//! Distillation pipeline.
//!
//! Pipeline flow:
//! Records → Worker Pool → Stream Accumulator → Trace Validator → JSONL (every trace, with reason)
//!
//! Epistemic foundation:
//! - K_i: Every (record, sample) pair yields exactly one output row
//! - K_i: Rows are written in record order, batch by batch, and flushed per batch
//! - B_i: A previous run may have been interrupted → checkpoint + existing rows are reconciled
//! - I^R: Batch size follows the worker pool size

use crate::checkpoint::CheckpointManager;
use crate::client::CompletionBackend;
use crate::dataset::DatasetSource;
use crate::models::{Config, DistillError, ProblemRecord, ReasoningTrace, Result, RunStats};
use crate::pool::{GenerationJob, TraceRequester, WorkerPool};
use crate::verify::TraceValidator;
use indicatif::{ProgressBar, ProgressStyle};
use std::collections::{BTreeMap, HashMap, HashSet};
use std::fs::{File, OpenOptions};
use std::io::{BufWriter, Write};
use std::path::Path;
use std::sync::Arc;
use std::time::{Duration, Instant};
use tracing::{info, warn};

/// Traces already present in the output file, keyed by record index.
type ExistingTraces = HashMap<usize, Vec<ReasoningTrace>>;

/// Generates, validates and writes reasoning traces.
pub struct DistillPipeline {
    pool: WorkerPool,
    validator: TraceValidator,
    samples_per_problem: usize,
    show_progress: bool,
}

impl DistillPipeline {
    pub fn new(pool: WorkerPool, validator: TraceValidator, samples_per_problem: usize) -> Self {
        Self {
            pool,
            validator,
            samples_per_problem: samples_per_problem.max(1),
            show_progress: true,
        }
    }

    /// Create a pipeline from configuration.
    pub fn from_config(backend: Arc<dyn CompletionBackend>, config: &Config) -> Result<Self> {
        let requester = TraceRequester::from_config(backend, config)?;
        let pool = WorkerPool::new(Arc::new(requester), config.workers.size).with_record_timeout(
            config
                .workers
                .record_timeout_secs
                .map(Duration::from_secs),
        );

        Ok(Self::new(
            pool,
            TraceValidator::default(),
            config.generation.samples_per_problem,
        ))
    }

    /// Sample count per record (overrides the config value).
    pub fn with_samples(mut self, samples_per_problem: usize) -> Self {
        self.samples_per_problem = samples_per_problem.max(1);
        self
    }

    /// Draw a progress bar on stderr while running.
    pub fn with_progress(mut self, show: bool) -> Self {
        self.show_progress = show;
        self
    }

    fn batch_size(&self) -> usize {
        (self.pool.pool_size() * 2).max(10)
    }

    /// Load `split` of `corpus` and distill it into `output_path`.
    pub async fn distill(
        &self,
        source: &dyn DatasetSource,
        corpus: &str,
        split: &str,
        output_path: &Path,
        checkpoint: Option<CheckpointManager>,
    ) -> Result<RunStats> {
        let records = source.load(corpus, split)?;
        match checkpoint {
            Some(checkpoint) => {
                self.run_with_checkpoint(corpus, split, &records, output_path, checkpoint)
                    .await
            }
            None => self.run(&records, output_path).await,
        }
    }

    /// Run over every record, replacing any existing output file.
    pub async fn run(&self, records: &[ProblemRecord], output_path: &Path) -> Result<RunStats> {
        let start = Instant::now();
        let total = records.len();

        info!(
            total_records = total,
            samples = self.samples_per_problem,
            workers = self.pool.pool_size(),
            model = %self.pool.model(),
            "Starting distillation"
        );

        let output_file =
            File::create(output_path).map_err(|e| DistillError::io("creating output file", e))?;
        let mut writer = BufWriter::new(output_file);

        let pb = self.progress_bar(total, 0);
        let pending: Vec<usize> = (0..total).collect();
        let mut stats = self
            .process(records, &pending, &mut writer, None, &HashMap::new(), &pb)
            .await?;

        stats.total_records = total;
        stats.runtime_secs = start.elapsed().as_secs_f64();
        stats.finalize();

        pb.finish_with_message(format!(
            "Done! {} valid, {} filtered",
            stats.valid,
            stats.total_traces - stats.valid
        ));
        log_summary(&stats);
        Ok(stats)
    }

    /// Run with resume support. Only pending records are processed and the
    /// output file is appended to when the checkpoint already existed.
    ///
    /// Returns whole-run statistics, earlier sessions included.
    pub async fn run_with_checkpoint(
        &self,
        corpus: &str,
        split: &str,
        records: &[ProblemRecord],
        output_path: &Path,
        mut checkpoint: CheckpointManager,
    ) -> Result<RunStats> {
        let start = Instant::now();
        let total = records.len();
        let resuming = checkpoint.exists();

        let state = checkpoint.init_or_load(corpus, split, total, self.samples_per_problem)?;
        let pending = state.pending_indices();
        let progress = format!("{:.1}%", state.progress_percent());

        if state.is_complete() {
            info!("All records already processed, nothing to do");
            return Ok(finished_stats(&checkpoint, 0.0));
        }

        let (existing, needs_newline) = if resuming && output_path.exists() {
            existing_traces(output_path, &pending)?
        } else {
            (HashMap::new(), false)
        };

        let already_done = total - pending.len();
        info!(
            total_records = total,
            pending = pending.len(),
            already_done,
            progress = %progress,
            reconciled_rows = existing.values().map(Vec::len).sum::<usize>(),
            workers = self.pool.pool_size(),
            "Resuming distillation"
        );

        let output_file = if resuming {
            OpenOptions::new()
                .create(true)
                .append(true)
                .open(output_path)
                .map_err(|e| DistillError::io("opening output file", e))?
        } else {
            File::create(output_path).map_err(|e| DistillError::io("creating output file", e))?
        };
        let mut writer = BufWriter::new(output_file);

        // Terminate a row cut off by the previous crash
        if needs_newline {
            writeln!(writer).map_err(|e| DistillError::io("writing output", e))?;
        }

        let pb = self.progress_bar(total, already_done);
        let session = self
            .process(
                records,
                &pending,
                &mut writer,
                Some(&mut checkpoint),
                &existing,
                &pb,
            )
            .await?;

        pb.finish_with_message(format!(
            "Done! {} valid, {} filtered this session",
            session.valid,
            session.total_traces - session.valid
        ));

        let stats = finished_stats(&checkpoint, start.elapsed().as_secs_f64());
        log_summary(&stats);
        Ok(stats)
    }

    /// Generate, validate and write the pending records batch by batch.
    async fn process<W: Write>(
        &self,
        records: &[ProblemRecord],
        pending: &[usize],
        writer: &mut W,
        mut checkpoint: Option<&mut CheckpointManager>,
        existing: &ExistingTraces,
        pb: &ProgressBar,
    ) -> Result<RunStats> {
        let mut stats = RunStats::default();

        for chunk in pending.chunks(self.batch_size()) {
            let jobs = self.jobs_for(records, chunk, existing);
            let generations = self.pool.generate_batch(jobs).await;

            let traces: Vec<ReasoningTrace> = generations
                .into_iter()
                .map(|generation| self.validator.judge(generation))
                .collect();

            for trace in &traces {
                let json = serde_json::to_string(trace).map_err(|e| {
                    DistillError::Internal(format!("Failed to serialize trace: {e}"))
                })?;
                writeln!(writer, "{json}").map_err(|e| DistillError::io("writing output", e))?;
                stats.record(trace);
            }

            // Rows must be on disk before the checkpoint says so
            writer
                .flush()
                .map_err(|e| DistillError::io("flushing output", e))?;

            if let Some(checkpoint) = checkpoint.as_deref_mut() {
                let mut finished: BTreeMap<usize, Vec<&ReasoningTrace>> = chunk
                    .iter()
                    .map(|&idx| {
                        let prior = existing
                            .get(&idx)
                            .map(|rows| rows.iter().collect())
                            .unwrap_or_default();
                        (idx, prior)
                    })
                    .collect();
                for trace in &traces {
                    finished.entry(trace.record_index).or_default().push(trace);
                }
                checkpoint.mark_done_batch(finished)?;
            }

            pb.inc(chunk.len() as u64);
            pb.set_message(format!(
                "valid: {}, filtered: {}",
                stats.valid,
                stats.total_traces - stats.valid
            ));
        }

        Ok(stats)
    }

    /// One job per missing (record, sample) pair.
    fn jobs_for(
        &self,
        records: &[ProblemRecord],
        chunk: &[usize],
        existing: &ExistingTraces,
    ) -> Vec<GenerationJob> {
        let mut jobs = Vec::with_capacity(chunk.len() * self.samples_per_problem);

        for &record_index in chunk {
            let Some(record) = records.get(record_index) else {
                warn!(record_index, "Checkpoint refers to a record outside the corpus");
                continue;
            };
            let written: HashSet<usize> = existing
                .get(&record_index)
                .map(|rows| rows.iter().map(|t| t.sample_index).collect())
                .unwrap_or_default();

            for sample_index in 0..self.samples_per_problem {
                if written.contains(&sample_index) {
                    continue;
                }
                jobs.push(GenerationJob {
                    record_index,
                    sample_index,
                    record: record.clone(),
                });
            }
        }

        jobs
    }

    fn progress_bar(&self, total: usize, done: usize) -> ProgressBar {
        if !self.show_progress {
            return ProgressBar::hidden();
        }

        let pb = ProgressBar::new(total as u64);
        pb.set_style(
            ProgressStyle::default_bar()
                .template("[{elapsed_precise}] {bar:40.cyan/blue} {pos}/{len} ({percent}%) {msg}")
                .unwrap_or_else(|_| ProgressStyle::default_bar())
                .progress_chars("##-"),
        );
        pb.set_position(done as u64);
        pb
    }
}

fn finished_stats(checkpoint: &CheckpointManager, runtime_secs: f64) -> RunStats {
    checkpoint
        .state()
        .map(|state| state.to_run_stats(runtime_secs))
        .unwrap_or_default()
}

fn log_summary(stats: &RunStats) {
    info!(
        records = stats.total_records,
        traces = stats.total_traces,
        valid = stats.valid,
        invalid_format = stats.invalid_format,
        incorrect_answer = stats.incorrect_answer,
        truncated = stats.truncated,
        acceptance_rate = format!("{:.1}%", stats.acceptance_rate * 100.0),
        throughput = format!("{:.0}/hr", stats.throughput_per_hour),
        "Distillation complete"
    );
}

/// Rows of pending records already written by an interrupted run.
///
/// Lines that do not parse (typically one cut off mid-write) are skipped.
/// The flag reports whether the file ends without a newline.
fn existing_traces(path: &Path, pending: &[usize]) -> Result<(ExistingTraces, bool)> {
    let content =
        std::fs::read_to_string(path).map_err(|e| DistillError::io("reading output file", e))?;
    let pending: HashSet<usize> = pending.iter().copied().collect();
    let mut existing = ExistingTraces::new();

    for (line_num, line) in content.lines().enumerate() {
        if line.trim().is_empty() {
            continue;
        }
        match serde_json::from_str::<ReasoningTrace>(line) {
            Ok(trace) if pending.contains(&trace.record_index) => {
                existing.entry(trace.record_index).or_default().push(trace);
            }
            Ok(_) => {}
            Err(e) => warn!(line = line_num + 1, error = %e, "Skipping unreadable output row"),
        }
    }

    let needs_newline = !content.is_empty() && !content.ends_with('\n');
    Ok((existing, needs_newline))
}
---
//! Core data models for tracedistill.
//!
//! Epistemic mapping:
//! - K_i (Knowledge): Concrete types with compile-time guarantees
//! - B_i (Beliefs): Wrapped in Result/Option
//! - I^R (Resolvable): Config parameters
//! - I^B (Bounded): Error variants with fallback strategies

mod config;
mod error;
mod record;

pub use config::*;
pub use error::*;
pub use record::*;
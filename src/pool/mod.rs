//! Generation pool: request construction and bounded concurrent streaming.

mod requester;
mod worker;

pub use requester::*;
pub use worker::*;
* * *
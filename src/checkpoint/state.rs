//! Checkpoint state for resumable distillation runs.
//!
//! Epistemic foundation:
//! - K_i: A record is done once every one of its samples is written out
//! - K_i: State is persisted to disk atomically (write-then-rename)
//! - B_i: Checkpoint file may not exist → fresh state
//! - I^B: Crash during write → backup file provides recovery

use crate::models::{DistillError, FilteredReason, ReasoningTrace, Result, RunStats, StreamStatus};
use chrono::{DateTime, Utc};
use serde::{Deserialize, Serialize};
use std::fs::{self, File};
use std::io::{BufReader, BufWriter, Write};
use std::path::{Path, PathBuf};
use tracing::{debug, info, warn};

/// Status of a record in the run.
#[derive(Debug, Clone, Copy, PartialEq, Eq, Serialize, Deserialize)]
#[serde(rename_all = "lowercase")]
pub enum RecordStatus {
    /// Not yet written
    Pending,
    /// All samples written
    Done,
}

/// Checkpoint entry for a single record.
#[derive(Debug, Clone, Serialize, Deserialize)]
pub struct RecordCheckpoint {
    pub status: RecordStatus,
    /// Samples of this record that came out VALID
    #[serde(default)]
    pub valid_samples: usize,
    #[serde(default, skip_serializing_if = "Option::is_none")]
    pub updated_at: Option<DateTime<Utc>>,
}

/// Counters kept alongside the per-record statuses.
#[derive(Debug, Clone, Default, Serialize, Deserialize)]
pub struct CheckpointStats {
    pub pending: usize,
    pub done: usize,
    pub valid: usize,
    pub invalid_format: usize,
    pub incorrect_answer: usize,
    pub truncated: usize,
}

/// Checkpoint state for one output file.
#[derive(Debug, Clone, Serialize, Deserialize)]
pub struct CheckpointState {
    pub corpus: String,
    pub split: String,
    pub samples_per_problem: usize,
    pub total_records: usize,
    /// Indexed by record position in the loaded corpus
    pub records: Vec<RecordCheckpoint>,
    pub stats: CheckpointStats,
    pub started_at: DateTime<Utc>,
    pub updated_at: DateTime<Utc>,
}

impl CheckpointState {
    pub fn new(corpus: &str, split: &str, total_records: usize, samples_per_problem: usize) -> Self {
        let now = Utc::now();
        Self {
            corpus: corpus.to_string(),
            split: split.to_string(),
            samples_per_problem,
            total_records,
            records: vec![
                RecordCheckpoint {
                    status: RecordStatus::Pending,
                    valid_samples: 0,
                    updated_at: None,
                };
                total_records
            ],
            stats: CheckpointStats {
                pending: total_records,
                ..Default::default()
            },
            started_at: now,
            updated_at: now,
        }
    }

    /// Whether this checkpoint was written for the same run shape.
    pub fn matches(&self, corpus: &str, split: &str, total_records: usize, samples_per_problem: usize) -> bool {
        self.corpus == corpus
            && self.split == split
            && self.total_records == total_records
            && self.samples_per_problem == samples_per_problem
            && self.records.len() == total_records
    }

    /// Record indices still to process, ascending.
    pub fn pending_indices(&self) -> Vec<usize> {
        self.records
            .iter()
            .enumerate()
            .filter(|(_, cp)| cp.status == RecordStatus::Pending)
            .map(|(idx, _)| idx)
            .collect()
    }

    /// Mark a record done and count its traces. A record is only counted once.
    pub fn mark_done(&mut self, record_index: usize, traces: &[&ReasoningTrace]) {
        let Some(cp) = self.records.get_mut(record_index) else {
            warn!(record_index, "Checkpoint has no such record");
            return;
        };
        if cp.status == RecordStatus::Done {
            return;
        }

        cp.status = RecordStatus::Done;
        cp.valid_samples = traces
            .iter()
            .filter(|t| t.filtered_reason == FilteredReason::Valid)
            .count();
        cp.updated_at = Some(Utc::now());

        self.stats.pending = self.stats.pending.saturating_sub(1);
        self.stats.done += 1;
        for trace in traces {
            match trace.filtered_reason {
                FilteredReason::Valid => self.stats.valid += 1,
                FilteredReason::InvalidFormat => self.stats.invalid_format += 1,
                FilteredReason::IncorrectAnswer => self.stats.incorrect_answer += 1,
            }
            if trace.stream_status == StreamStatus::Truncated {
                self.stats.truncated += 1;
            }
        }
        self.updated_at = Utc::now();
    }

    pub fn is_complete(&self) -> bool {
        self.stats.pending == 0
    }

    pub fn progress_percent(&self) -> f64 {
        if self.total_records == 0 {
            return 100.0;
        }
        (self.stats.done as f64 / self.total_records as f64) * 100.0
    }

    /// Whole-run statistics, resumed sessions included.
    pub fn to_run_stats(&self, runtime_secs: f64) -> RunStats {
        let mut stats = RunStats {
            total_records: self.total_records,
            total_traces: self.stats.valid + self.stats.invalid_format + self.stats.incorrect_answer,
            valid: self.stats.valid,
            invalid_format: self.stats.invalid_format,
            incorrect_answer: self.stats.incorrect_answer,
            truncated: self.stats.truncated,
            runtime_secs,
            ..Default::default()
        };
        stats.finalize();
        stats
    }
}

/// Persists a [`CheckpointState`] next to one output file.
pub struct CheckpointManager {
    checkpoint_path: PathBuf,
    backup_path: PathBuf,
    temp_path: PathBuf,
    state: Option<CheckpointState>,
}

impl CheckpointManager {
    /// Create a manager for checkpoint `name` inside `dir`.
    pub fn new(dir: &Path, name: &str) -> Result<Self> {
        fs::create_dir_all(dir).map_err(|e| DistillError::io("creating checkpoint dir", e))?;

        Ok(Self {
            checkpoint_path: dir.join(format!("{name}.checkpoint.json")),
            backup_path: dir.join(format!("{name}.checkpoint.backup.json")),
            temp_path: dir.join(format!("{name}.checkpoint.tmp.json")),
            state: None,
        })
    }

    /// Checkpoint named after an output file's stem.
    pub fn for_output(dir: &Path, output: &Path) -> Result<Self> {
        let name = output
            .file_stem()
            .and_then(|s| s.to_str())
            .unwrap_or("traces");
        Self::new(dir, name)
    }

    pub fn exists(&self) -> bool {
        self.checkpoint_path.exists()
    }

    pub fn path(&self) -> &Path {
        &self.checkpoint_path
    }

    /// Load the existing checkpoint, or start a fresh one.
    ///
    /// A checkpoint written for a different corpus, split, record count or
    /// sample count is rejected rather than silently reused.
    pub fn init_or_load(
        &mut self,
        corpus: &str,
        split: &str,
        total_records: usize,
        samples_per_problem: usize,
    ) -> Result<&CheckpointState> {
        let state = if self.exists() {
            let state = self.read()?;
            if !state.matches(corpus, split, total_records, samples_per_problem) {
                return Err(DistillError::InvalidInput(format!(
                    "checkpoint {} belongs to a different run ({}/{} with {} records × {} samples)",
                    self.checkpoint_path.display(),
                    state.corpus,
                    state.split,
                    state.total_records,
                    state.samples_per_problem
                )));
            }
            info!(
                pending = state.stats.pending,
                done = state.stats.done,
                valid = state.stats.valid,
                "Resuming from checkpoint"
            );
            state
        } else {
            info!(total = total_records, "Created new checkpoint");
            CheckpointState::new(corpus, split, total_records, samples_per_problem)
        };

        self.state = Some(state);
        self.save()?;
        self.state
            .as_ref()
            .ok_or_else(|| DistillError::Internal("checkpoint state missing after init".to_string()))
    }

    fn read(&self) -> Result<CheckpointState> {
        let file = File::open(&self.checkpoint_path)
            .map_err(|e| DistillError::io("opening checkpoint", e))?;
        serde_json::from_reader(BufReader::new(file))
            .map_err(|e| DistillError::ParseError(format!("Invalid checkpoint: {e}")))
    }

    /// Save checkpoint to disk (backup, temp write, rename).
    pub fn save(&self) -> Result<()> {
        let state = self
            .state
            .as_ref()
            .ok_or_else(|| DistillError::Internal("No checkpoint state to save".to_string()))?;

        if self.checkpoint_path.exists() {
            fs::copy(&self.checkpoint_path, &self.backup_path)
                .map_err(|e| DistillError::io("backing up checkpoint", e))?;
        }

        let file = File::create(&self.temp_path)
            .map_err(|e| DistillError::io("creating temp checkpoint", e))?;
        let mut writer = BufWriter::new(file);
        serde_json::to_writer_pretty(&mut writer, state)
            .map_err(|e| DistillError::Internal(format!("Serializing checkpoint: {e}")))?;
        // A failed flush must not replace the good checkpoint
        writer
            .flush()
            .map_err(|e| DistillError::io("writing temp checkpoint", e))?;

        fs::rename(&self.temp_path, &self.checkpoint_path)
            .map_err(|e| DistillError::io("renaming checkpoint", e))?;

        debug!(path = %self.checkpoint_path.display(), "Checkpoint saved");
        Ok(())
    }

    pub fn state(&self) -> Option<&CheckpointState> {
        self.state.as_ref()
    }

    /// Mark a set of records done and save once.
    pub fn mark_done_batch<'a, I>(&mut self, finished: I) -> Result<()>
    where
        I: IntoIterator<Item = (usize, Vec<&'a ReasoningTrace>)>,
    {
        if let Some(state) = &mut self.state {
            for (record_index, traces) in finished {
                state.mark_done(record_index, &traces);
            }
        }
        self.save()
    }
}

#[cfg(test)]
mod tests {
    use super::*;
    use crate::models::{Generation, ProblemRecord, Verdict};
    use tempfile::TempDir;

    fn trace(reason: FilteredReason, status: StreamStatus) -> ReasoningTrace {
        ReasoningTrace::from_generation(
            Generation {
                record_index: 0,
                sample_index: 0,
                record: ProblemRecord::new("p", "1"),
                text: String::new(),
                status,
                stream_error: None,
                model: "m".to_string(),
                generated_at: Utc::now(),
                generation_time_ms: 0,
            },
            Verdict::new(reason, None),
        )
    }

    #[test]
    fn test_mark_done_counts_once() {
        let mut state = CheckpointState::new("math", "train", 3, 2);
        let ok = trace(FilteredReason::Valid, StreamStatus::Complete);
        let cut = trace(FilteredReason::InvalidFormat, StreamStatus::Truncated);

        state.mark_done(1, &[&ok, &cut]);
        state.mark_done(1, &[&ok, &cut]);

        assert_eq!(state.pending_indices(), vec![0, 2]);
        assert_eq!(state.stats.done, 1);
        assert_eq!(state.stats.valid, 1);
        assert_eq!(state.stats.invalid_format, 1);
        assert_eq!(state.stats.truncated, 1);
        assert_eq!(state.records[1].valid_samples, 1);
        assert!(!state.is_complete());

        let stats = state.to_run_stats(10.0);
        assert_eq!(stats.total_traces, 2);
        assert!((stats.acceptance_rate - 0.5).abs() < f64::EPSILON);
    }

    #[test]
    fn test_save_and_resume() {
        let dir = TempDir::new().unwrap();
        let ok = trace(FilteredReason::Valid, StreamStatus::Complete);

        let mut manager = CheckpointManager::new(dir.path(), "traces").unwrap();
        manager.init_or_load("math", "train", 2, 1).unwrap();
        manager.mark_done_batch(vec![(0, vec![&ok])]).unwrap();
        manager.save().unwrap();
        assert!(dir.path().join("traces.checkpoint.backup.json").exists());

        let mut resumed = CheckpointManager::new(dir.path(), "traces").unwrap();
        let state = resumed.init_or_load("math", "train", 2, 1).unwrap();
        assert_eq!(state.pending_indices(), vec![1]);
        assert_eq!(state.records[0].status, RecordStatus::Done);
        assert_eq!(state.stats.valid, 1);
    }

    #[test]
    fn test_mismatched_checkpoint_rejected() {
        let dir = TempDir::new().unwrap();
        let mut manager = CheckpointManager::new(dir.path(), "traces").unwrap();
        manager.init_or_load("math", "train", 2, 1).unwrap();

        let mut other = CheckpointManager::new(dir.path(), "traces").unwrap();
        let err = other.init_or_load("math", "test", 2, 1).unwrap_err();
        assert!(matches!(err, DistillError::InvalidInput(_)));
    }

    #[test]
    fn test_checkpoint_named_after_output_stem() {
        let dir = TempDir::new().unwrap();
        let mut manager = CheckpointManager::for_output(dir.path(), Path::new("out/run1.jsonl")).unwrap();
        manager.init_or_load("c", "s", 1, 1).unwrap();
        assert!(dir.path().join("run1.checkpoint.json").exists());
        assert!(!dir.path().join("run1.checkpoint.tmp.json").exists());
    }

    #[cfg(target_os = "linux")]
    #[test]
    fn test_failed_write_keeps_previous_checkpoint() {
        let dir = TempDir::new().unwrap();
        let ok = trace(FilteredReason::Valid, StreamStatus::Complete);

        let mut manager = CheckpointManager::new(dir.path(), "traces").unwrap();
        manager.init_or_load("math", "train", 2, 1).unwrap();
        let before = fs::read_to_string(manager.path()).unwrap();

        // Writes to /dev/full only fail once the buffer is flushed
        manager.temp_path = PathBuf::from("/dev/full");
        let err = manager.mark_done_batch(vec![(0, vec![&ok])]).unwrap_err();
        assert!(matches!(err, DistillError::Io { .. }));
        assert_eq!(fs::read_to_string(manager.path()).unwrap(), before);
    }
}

DIRECTIONS: Reproduce each line of the material in which the string "display" occurs.

RESULT FOR THIS TASK:
                    self.checkpoint_path.display(),
        debug!(path = %self.checkpoint_path.display(), "Checkpoint saved");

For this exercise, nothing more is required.